Highlights from the Global Trader Dialogue 2019 Panel Discussion
Within Singapore and beyond, businesses are faced with heightened stakeholder scrutiny over how their business practices are making a positive contribution to society. To stay ahead of the competition, companies need to go green.
Against this backdrop, experts at the Global Trader Dialogue 2019 addressed how sustainability concerns are affecting their business practices, the steps they're taking to make sure that their business models are sustainable and how the industry can use financing, technology and governance to achieve sustainable value creation.
Saving the Planet, Saving Costs
In addition to being able to charge a premium for selected sustainable services or products, there are sustainable practices that businesses can implement to save costs and ensure profitability. One such practice is for businesses to increase information transparency. To do this, many organisations have embraced innovative digital solutions that allow them to trace inefficiencies that exist within their supply chain. This allows the business to reduce energy, water, waste consumption and more, hence delivering substantial financial benefits.
Bringing out an example, Daniel Wilson, Director of Strategy and Operations at TradeLens & Maersk, spoke on how TradeLens is empowering businesses to do just that by bringing all that information into one place, so that businesses and their stakeholders can make informed decisions throughout the supply chain.

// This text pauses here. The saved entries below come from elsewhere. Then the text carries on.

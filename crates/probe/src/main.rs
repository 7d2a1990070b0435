#[cfg(feature = "adc")]
mod adc;
mod buffer;
mod clock;
mod config;
mod error;
mod indicator;
mod measurement;
mod orchestrator;
mod sampler;
mod sensor;
#[cfg(feature = "sim")]
mod sim;
mod transport;

use std::{env, time::Duration};

use anyhow::Result;
use tokio::signal;
use tokio::time::{sleep, timeout};
use tokio_util::sync::CancellationToken;
use tracing::{error, info, warn};
use tracing_subscriber::EnvFilter;

use buffer::MeasurementBuffer;
use clock::SyncedClock;
use error::Fault;
use orchestrator::Orchestrator;
use sampler::Sampler;
use transport::{MqttSession, MqttSettings, SntpClient, WifiLink};

const DEFAULT_CONFIG_PATH: &str = "probe.toml";
const DEFAULT_LOG_FILTER: &str = "moisture_probe=info";
/// Pause before exiting on a fatal fault, so a supervisor restart loop
/// does not spin.
const RESTART_DELAY: Duration = Duration::from_secs(10);
/// How long tasks get to reach their loop boundary after Ctrl-C.
const SHUTDOWN_GRACE: Duration = Duration::from_secs(15);

#[tokio::main(flavor = "current_thread")]
async fn main() -> Result<()> {
    // ── Logging ─────────────────────────────────────────────────────
    tracing_subscriber::fmt()
        .with_env_filter(
            EnvFilter::try_from_default_env().unwrap_or_else(|_| EnvFilter::new(DEFAULT_LOG_FILTER)),
        )
        .init();

    // ── Config ──────────────────────────────────────────────────────
    let config_path = env::var("CONFIG_PATH").unwrap_or_else(|_| DEFAULT_CONFIG_PATH.to_string());
    let cfg = config::load(&config_path)?;

    // ── Sampling side ───────────────────────────────────────────────
    let buffer = MeasurementBuffer::new(cfg.sampling.buffer_capacity);
    let clock = SyncedClock::new();

    let mut sampler = Sampler::new(
        sensor::build(&cfg.sensor)?,
        indicator::build(&cfg.indicator)?,
        buffer.clone(),
        clock.clone(),
        Duration::from_secs(cfg.sampling.interval_s),
    );

    // ── Delivery side ───────────────────────────────────────────────
    let mut orchestrator = Orchestrator::new(
        WifiLink::from_config(&cfg.wifi),
        SntpClient::new(clock),
        MqttSession::new(MqttSettings::from_config(&cfg.mqtt)),
        buffer,
        cfg.mqtt.topic.as_str(),
        cfg.ntp.server.as_str(),
    );

    // ── Run until fatal fault or Ctrl-C ─────────────────────────────
    let cancel = CancellationToken::new();
    let outcome = {
        let tasks = async {
            tokio::try_join!(sampler.run(&cancel), async {
                orchestrator.run(&cancel).await;
                Ok::<(), Fault>(())
            })
            .map(|_| ())
        };
        tokio::pin!(tasks);

        tokio::select! {
            res = &mut tasks => res,
            () = shutdown_signal() => {
                info!("shutdown requested");
                cancel.cancel();
                match timeout(SHUTDOWN_GRACE, &mut tasks).await {
                    Ok(res) => res,
                    Err(_) => {
                        warn!(grace = ?SHUTDOWN_GRACE, "tasks still busy, exiting anyway");
                        Ok(())
                    }
                }
            }
        }
    };

    match outcome {
        Ok(()) => {
            info!(
                published = orchestrator.published(),
                state = ?orchestrator.state(),
                "probe stopped"
            );
            Ok(())
        }
        Err(fault) => {
            error!(
                %fault,
                recoverable = fault.is_recoverable(),
                restart_in = ?RESTART_DELAY,
                "fatal fault, exiting for restart"
            );
            sleep(RESTART_DELAY).await;
            Err(fault.into())
        }
    }
}

/// Resolves on Ctrl-C. If the handler cannot be installed the probe simply
/// runs without one.
async fn shutdown_signal() {
    if let Err(e) = signal::ctrl_c().await {
        warn!("cannot listen for ctrl-c: {e}");
        std::future::pending::<()>().await;
    }
}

According to Steven Okun, CEO of APAC Advisors and the ASEAN Representative for the Emerging Markets Private Equity Association, consumers now want to know what goes into the making of the products they purchase; right down to the raw materials. Having information transparency significantly increases their trust in the business.
Admittedly, implementing sustainability practices isn’t cost-free. However, rather than viewing sustainability practices as an obligatory business expense, Eugene Ganchev, Asia Pacific Head of Trade & Commodity Finance at ABN AMRO, urged businesses to turn these into advantageous opportunities.

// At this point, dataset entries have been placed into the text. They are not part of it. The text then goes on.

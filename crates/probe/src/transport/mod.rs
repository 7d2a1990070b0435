//! Network capabilities consumed by the orchestrator.
//!
//! Each trait is the narrow surface of one collaborator: the wireless link,
//! the time source, and the broker session. Failures come back as values
//! (`bool` for the link, `anyhow::Result` for the rest) and are classified by
//! the orchestrator.

pub mod link;
pub mod mqtt;
pub mod ntp;

pub use link::WifiLink;
pub use mqtt::{MqttSession, MqttSettings};
pub use ntp::SntpClient;

use anyhow::Result;

#[allow(async_fn_in_trait)]
pub trait Link {
    async fn is_active(&mut self) -> bool;

    /// Bring the link up, waiting a bounded time for it to settle.
    /// Returns whether it ended up active.
    async fn connect(&mut self) -> bool;

    async fn disconnect(&mut self);
}

#[allow(async_fn_in_trait)]
pub trait TimeSync {
    async fn sync(&mut self, server: &str) -> Result<()>;
}

#[allow(async_fn_in_trait)]
pub trait BrokerSession {
    async fn connect(&mut self) -> Result<()>;

    async fn disconnect(&mut self) -> Result<()>;

    async fn publish(&mut self, topic: &str, payload: &[u8]) -> Result<()>;
}
impl<R: NmcliRunner> Link for NmcliLink<R> {
    async fn is_active(&mut self) -> bool {
        match self.state().await {
            Ok(state) => state == DeviceState::Connected,
            Err(e) => {
                debug!(iface = %self.interface, "link state unknown: {e:#}");
                false
            }
        }
    }

    async fn connect(&mut self) -> bool {
        info!(ssid = %self.ssid, iface = %self.interface, "bringing link up");

        if let Err(e) = self.runner.run(&["radio", "wifi", "on"], None).await {
            warn!("could not enable wifi radio: {e:#}");
            return false;
        }
        let secret = (!self.password.is_empty()).then_some(self.password.as_str());
        if let Err(e) = self.runner.run(&self.connect_args(), secret).await {
            warn!(ssid = %self.ssid, "association request failed: {e:#}");
            return false;
        }

        sleep(SETTLE_DELAY).await;

        for remaining in (0..POLL_ATTEMPTS).rev() {
            match self.state().await {
                Ok(s) if s.is_settled() => break,
                Ok(s) => debug!(remaining, state = ?s, "waiting for connection..."),
                Err(e) => debug!(remaining, "link state unknown: {e:#}"),
            }
            sleep(POLL_INTERVAL).await;
        }

        match self.state().await {
            Ok(DeviceState::Connected) => {
                info!(ssid = %self.ssid, "link up");
                true
            }
            Ok(state) => {
                warn!(ssid = %self.ssid, ?state, "link did not come up");
                false
            }
            Err(e) => {
                warn!("could not read link state: {e:#}");
                false
            }
        }
    }

    async fn disconnect(&mut self) {
        info!(iface = %self.interface, "dropping link");
        if let Err(e) = self
            .runner
            .run(&["device", "disconnect", &self.interface], None)
            .await
        {
            warn!("nmcli disconnect failed: {e:#}");
        }
        if let Err(e) = self.runner.run(&["radio", "wifi", "off"], None).await {
            warn!("could not disable wifi radio: {e:#}");
        }
    }
}

// ---------------------------------------------------------------------------
// Static link
// ---------------------------------------------------------------------------

/// A link that is always up (wired Ethernet, development hosts).
pub struct StaticLink;

impl Link for StaticLink {
    async fn is_active(&mut self) -> bool {
        true
    }

    async fn connect(&mut self) -> bool {
        true
    }

    async fn disconnect(&mut self) {
        debug!("static link: nothing to tear down");
    }
}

He explained that banks and investors are increasingly choosing to finance companies with better sustainability practices, because they predict that these companies will be profitable in the long run. For example, companies that cut carbon from their services will likely be more profitable in the long run due to the increasing price of carbon. For companies that can transparently demonstrate sustainable impact, this added financial support brings more competitive advantages.
Furthermore, to be successful, businesses need to attract and retain the best people for the job. As Okun pointed out, businesses that are known for their sustainability practices gain a higher premium on human capital. Expanding on this, Stefan Fürnsinn, Senior Vice President of Digital Farming at Yara, said that talents who join a sustainable business want to make a tangible difference. Hence, it is important for sustainable businesses to define sustainability clearly, so that the impact can be measured.

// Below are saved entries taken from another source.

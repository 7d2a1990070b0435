//! Bounded measurement buffer shared by the sampler and the orchestrator.
//!
//! Overflow evicts the oldest entry (queue discipline) while reads take the
//! newest entry (stack discipline). After an outage the freshest reading is
//! published first, then the backlog newest-to-oldest; anything pushed off the
//! head in the meantime is gone.

use std::collections::VecDeque;
use std::sync::{Arc, Mutex, MutexGuard, PoisonError};

use crate::measurement::Measurement;

/// Number of measurements retained while the broker is unreachable.
pub const DEFAULT_CAPACITY: usize = 100;

#[derive(Clone)]
pub struct MeasurementBuffer {
    inner: Arc<Mutex<VecDeque<Measurement>>>,
    capacity: usize,
}

impl MeasurementBuffer {
    pub fn new(capacity: usize) -> Self {
        Self {
            inner: Arc::new(Mutex::new(VecDeque::new())),
            capacity,
        }
    }

    /// Append at the tail, dropping the head if that takes us over capacity.
    pub fn push(&self, m: Measurement) {
        let mut q = self.lock();
        q.push_back(m);
        if q.len() > self.capacity {
            q.pop_front();
        }
    }

    /// Remove and return the most recently pushed measurement.
    pub fn take_latest(&self) -> Option<Measurement> {
        self.lock().pop_back()
    }

    pub fn len(&self) -> usize {
        self.lock().len()
    }

    pub fn is_empty(&self) -> bool {
        self.lock().is_empty()
    }

    pub fn capacity(&self) -> usize {
        self.capacity
    }

    // Both sides only ever hold the lock for a single push/pop, so a panic
    // while holding it cannot leave the queue half-modified.
    fn lock(&self) -> MutexGuard<'_, VecDeque<Measurement>> {
        self.inner.lock().unwrap_or_else(PoisonError::into_inner)
    }

    #[cfg(test)]
    fn snapshot(&self) -> Vec<Measurement> {
        self.lock().iter().copied().collect()
    }
}

impl Default for MeasurementBuffer {
    fn default() -> Self {
        Self::new(DEFAULT_CAPACITY)
    }
}

// ===========================================================================
// Tests
// ===========================================================================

Starting on Sustainability
The journey of going green starts with defining what it means. What does it mean specifically for each business and its stakeholders? To answer this, Okun pointed out that many commodity trading companies share the same stakeholders with similar sustainability concerns. While defining what it means, businesses can draw initial information from other companies that have published their stakeholders’ concerns.
Once these concerns have been clarified, businesses can zoom in on suitable UN Sustainable Development Goals. Fürnsinn emphasised that companies will be most effective when they target goals that they can best influence.
While sustainability is an urgent concern, Tan Chin Hwee, CEO of Asia-Pacific at Trafigura, cautioned businesses to have realistic expectations and to take the journey progressively with the banks and regulations, so that many employees would not lose their jobs unnecessarily. Rather than rushing out ill-targeted policies or strategies to meet sustainability goals, businesses must first develop metrics to track their targets. He explained that it was only after Trafigura developed appropriate sustainability metrics that they realised that 90% of their carbon emissions came from their ships. Following that, they were able to put into place relevant policies within the company.
Though challenging, businesses should not feel that they have to develop sustainability metrics on their own. Ganchev urged them to seek support from banks, government entities and other stakeholders, so that the conversation on developing suitable metrics can be broadened throughout the industry. Elaborating on that, he said that ABN AMRO would be happy to assist their clients with setting up sustainability standards, goals, policies and procedures.
Wilson added that once sustainability has been well-defined, the business can then draw out a roadmap to reach its goals and even reference the industry best practices of other companies that have already begun their sustainability journeys.
The journey of becoming a sustainable business will inevitably involve challenges. With this in mind, Fürnsinn encouraged business leaders to set a compelling vision to keep them going even on tough days. When the leadership sets a strong tone on sustainability and implements suitable performance indicators, it also better positions employees to adapt and respond positively to new digital implementations.
While the sustainability journey is a challenging one, we can all take small steps towards it. There is no need to go alone. Ultimately, it takes an entire ecosystem to achieve sustainable value creation and Enterprise Singapore has set aside technological, financial and other resources to support businesses in going green.